However, the respondent - husband denied the said suggestion. 37. PW.2, mother of the respondent - husband, deposed about the disputes between her son and daughter-in-law. However, she has admitted about the marriage and birth of the child on 04.07.2008. According to her, her daughter-in-law left her son under the pretext of pregnancy on 12.01.2008 only with an intention to put an end to the marital life and with that intention only she has taken all her belongings when her son was out of Country and went to Malta. However, during cross-examination, she has admitted that marriage alliance of her son and daughter-in-law was arranged through the said Marriage Bureau. His son was working as Assistant Manager in HSBC Bank at the time of marriage. His profile was kept in the said Marriage Bureau. The said Marriage Bureau arranged the said alliance. However, she has denied about mentioning of her son’s qualification as C.A., B.Com., M.B.A., in the said profile. She has further admitted that after the marriage of her son, the marriage of her brother-in-law’s daughter was performed. Her son and her daughter- in-law did not attend the said marriage as her daughter-in-law refused to attend the marriage. She further admitted that after 12.01.2008, there were occasions that she used to talk to her daughter-in-law over telephone, and on two occasions she had spoken to her daughter-in- law over telephone. Despite her request, her daughter-in-law did not attend the 11 th day ceremony of her deceased mother. She further admitted that they got married the appellant to PW.1 as she is educated and doing job. To a suggestion that the appellant is ready to join her son and lead marital life, she answered that it is the wish of her son. 38. The respondent examined his friend as PW.3 to show that his wife’s attitude towards his friends is not normal. She was groomy. When the respondent asked to serve a cup of tea to them, his wife loudly and reluctantly stated that she is not a waitress to serve as suits in odd hours and sarcastically and ironically stated that it is not the tea time for them and to take other drink as they do regular. On hearing the same, PW.1 not only felt shameful but also felt insulted and the said incident came to be known by everybody in their friends circle.
On hearing the same, PW.1 not only felt shameful but also felt insulted and the said incident came to be known by everybody in their friends circle.

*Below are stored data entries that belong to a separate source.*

/*!
 * =================================================================
 * APARATO: PERSISTENCIA SOBERANA DEL PLANO DE CONTROL (V1.0)
 * CLASIFICACIÓN: INFRASTRUCTURE LAYER (ESTRATO L3)
 * RESPONSABILIDAD: DISPOSITIVOS, SECRETOS, MINERS, TELEMETRÍA DE CUATRO
 * CAPAS, COMANDOS Y AUDITORÍA SOBRE libSQL/TURSO
 *
 * `DbClient` es el único punto de entrada de conexión; cada repositorio
 * lo envuelve y expone sólo las operaciones que su agregado permite.
 * =================================================================
 */

pub mod client;
pub mod errors;
pub mod repositories;
pub mod schema;

pub use client::DbClient;
pub use errors::DbError;
pub use repositories::{
    AuditRepository, CommandRepository, DeviceRepository, MinerRepository, ScanRepository, SecretRepository,
    TelemetryRepository, UnifiedHistory,
};
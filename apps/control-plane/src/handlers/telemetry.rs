// [apps/control-plane/src/handlers/telemetry.rs]
/*!
 * `/edge/telemetry` (ingesta, SUPPLEMENT) y el lector unificado
 * `live`/`history`/`site_summary` (spec §4.6). El flujo de datos de
 * telemetría (spec §2) exige que el edge entregue lecturas crudas al
 * cloud; spec §6 no nombra un endpoint dedicado para ello, así que se
 * añade aquí como `POST /edge/telemetry` junto al resto del contrato
 * Bearer `device_token`.
 */

use axum::extract::{Extension, Path, Query, State};
use axum::Json;
use chrono::{DateTime, Utc};
use fleetctl_domain_models::{LiveSnapshot, RawReading};
use serde::Deserialize;
use serde_json::json;

use crate::errors::ApiError;
use crate::middleware::DeviceIdentity;
use crate::state::AppState;

#[derive(Debug, Deserialize)]
pub struct IngestTelemetryRequest {
    pub site_id: i64,
    pub miner_id: i64,
    pub status: String,
    pub hashrate_ths: f64,
    pub temperature_c: f64,
    pub power_w: f64,
    pub fan_rpm: i64,
    #[serde(default)]
    pub reject_rate: f64,
    #[serde(default)]
    pub pool_url: String,
    #[serde(default)]
    pub worker_name: String,
}

/// `POST /edge/telemetry` -- escribe en `raw_24h` y refresca `live` en el
/// mismo paso (spec §4.6 "raw layer"/"live layer").
pub async fn ingest(
    State(state): State<AppState>,
    Extension(DeviceIdentity(_device)): Extension<DeviceIdentity>,
    Json(request): Json<IngestTelemetryRequest>,
) -> Result<Json<serde_json::Value>, ApiError> {
    let reading = RawReading {
        ts: Utc::now(),
        site_id: request.site_id,
        miner_id: request.miner_id,
        status: request.status,
        hashrate_ths: request.hashrate_ths,
        temperature_c: request.temperature_c,
        power_w: request.power_w,
        fan_rpm: request.fan_rpm,
        reject_rate: request.reject_rate,
        pool_url: request.pool_url,
    };
    state.telemetry.ingest_raw(&reading, &request.worker_name).await?;
    Ok(Json(json!({"ok": true})))
}

pub async fn live(State(state): State<AppState>, Path(miner_id): Path<i64>) -> Result<Json<serde_json::Value>, ApiError> {
    let snapshot: Option<LiveSnapshot> = state.telemetry.get_live(miner_id).await?;
    match snapshot {
        Some(snapshot) => Ok(Json(snapshot.to_response())),
        None => Err(ApiError::NotFound("no live telemetry for this miner")),
    }
}

#[derive(Debug, Deserialize)]
pub struct HistoryQuery {
    pub site_id: i64,
    pub from: DateTime<Utc>,
    pub to: DateTime<Utc>,
}

/// `GET /miners/{id}/telemetry/history?site_id=&from=&to=` -- resolución
/// auto-seleccionada (5min/hourly/daily) por `HistoryResolution::select`.
pub async fn history(
    State(state): State<AppState>,
    Path(miner_id): Path<i64>,
    Query(query): Query<HistoryQuery>,
) -> Result<Json<serde_json::Value>, ApiError> {
    let unified = state.telemetry.read_history(query.site_id, miner_id, query.from, query.to).await?;
    let (resolution, rows) = match unified {
        fleetctl_infra_db::UnifiedHistory::FiveMin(rows) => ("5min", serde_json::to_value(rows)),
        fleetctl_infra_db::UnifiedHistory::Hourly(rows) => ("hourly", serde_json::to_value(rows)),
        fleetctl_infra_db::UnifiedHistory::Daily(rows) => ("daily", serde_json::to_value(rows)),
    };
    let rows = rows.map_err(|e| ApiError::BadRequest(e.to_string()))?;

    Ok(Json(json!({
        "source": "history_store",
        "resolution": resolution,
        "start": query.from,
        "end": query.to,
        "rows": rows,
    })))
}

/// `GET /sites/{id}/telemetry/summary` -- SUPPLEMENT portado de
/// `telemetry_service.py::get_site_summary` (SPEC_FULL §4.6): un
/// agregado de todos los miners de un sitio sobre la capa `live`.
pub async fn site_summary(State(state): State<AppState>, Path(site_id): Path<i64>) -> Result<Json<serde_json::Value>, ApiError> {
    let miners = state.telemetry.list_live_by_site(site_id).await?;

    let total = miners.len();
    let online = miners.iter().filter(|m| m.status.eq_ignore_ascii_case("online")).count();
    let total_hashrate_ths: f64 = miners.iter().map(|m| m.hashrate_ths).sum();
    let total_power_w: f64 = miners.iter().map(|m| m.power_w).sum();
    let avg_temperature_c = if total > 0 {
        miners.iter().map(|m| m.temperature_c).sum::<f64>() / total as f64
    } else {
        0.0
    };

    Ok(Json(json!({
        "site_id": site_id,
        "total_miners": total,
        "online_miners": online,
        "offline_miners": total - online,
        "total_hashrate_ths": total_hashrate_ths,
        "total_power_w": total_power_w,
        "avg_temperature_c": avg_temperature_c,
    })))
}
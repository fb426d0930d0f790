// [apps/edge-collector/src/crypto_context.rs]
/*!
 * REDESIGN FLAG aplicada (spec §9): ningún singleton de cifrado global.
 * `CryptoContext` se construye una única vez en `main.rs` y se pasa por
 * referencia a cada tarea que decifra un sobre -- nunca hay un
 * `E2EEManager`/`get_e2ee_manager()` estático equivalente.
 */

use base64::{engine::general_purpose::STANDARD as BASE64, Engine};
use fleetctl_core_envelope_crypto::{unseal_for_device, unseal_with_passphrase, PassphraseEnvelope, SealedEnvelope};
use serde_json::Value;
use x25519_dalek::StaticSecret;
use zeroize::Zeroizing;

use crate::config::EdgeConfig;

/// Mantiene las dos claves de decifrado posibles del dispositivo. Al menos
/// una debe estar presente para que el runner pueda abrir secretos.
pub struct CryptoContext {
    device_secret_key: Option<StaticSecret>,
    site_passphrase: Option<Zeroizing<String>>,
}

#[derive(thiserror::Error, Debug)]
pub enum CryptoContextError {
    #[error("EDGE_DEVICE_PRIVATE_KEY must decode to exactly 32 bytes")]
    MalformedDeviceKey,
    #[error("no decryption path configured: set EDGE_DEVICE_PRIVATE_KEY or SITE_MASTER_PASSPHRASE")]
    NoPathConfigured,
    #[error("sealed-box path not configured for this device")]
    SealedBoxUnavailable,
    #[error("passphrase path not configured for this device")]
    PassphraseUnavailable,
    #[error(transparent)]
    Envelope(#[from] fleetctl_core_envelope_crypto::EnvelopeError),
    #[error("malformed passphrase envelope: {0}")]
    MalformedPassphraseEnvelope(#[from] serde_json::Error),
}

impl CryptoContext {
    pub fn from_config(config: &EdgeConfig) -> Result<Self, CryptoContextError> {
        let device_secret_key = match &config.device_private_key_b64 {
            Some(encoded) => {
                let bytes = BASE64.decode(encoded).map_err(|_| CryptoContextError::MalformedDeviceKey)?;
                let bytes: [u8; 32] = bytes.try_into().map_err(|_| CryptoContextError::MalformedDeviceKey)?;
                Some(StaticSecret::from(bytes))
            }
            None => None,
        };
        let site_passphrase = config.site_master_passphrase.clone().map(Zeroizing::new);

        if device_secret_key.is_none() && site_passphrase.is_none() {
            return Err(CryptoContextError::NoPathConfigured);
        }

        Ok(Self { device_secret_key, site_passphrase })
    }

    /// Abre un sobre sellado X25519 (camino primario de C4).
    pub fn unseal_sealed_box(&self, envelope: &SealedEnvelope) -> Result<Value, CryptoContextError> {
        let key = self.device_secret_key.as_ref().ok_or(CryptoContextError::SealedBoxUnavailable)?;
        Ok(unseal_for_device(key, envelope)?)
    }

    /// Abre un sobre simétrico de passphrase de sitio (camino secundario).
    pub fn unseal_passphrase_envelope(&self, envelope: &Value) -> Result<Value, CryptoContextError> {
        let passphrase = self.site_passphrase.as_ref().ok_or(CryptoContextError::PassphraseUnavailable)?;
        let envelope: PassphraseEnvelope = serde_json::from_value(envelope.clone())?;
        Ok(unseal_with_passphrase(passphrase, &envelope)?)
    }
}

#[cfg(test)]
mod tests {
    use super::*;

    fn minimal_config() -> EdgeConfig {
        EdgeConfig {
            device_id: 1,
            site_id: 1,
            api_base_url: "http://localhost:3000".into(),
            auth_token: "tok".into(),
            miner_mode: "simulated".into(),
            execution_enabled: true,
            poll_interval_secs: 15,
            once: true,
            device_private_key_b64: None,
            site_master_passphrase: None,
            dedup_store_path: ".edge_executed_commands.json".into(),
        }
    }

    #[test]
    fn rejects_config_with_no_decryption_path() {
        let config = minimal_config();
        assert!(matches!(CryptoContext::from_config(&config), Err(CryptoContextError::NoPathConfigured)));
    }

    #[test]
    fn accepts_passphrase_only_config() {
        let mut config = minimal_config();
        config.site_master_passphrase = Some("correct horse battery staple".into());
        assert!(CryptoContext::from_config(&config).is_ok());
    }

    #[test]
    fn sealed_box_round_trips_through_context() {
        use fleetctl_core_envelope_crypto::{generate_device_keypair, seal_for_device};
        use serde_json::json;

        let (secret, public) = generate_device_keypair();
        let mut config = minimal_config();
        config.device_private_key_b64 = Some(BASE64.encode(secret.to_bytes()));
        let context = CryptoContext::from_config(&config).unwrap();

        let plaintext = json!({"ssh_user": "root"});
        let aad = json!({"schema_version": 1, "key_version": 1, "created_at": "2025-01-01T00:00:00Z"});
        let envelope = seal_for_device(public.as_bytes(), &plaintext, aad, 1, 1).unwrap();

        assert_eq!(context.unseal_sealed_box(&envelope).unwrap(), plaintext);
    }
}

PW.1 informed PW.3 that he is not happy with family life. 39. The appellant herein - wife examined her maternal grandfather as RW.2 to prove that RW.1 is very soft spoken, submissive and got respect to the elders, more particularly towards her in-laws. RW.1 tried and made so many efforts to join her husband to lead marital life with the respondent herein. He has further deposed that marital life of his granddaughter with the respondent is very important, he and his brother, Mr. K. Prasad went to the respondent’s house to mediate the matter in the month of December, 2009. They tried to convince the respondent’s parents and requested them to take their daughter-in-law to marital house. The respondent’s maternal grandfather, Mr. Purushotam Rao informed him to convince his granddaughter to go for the divorce and perform another marriage to her and they will go for another marriage to their son. Thus, the respondent herein is not at all interested to lead marital life with the appellant. However, the appellant did not examine the said K. Prasad or Mr. Purushotam Rao to prove the same. 40. During cross-examination, RW.2 categorically admitted that RW.1 informed him about the behavior of PW.1 and that PW.1 comes late in the nights and drinks. He does not know the reasons for differences between PW.1 and RW.1, and drinking is the reason for the same. RW.1 informed him that PW.1 and his parents insisted to get the property documents which are in the name of RW.1 and also money. RW.1 is residing separately as she was sent out by PW.1 and his family. He has admitted that he has not mentioned the said fact in his chief-examination affidavit. He cannot give the date of mediation. RW.1 left the place of matrimonial home till date. There is no relationship of husband and wife between them. He further admitted that the differences between PW.1 and RW.1 are not adjustable and that due to the said differences, they are living separately. He does not know with regard to the efforts made by RW.1 to join her marital life. He does not know whether any mediation was taken place prior to his mediation in the month of December, 2009 or subsequently.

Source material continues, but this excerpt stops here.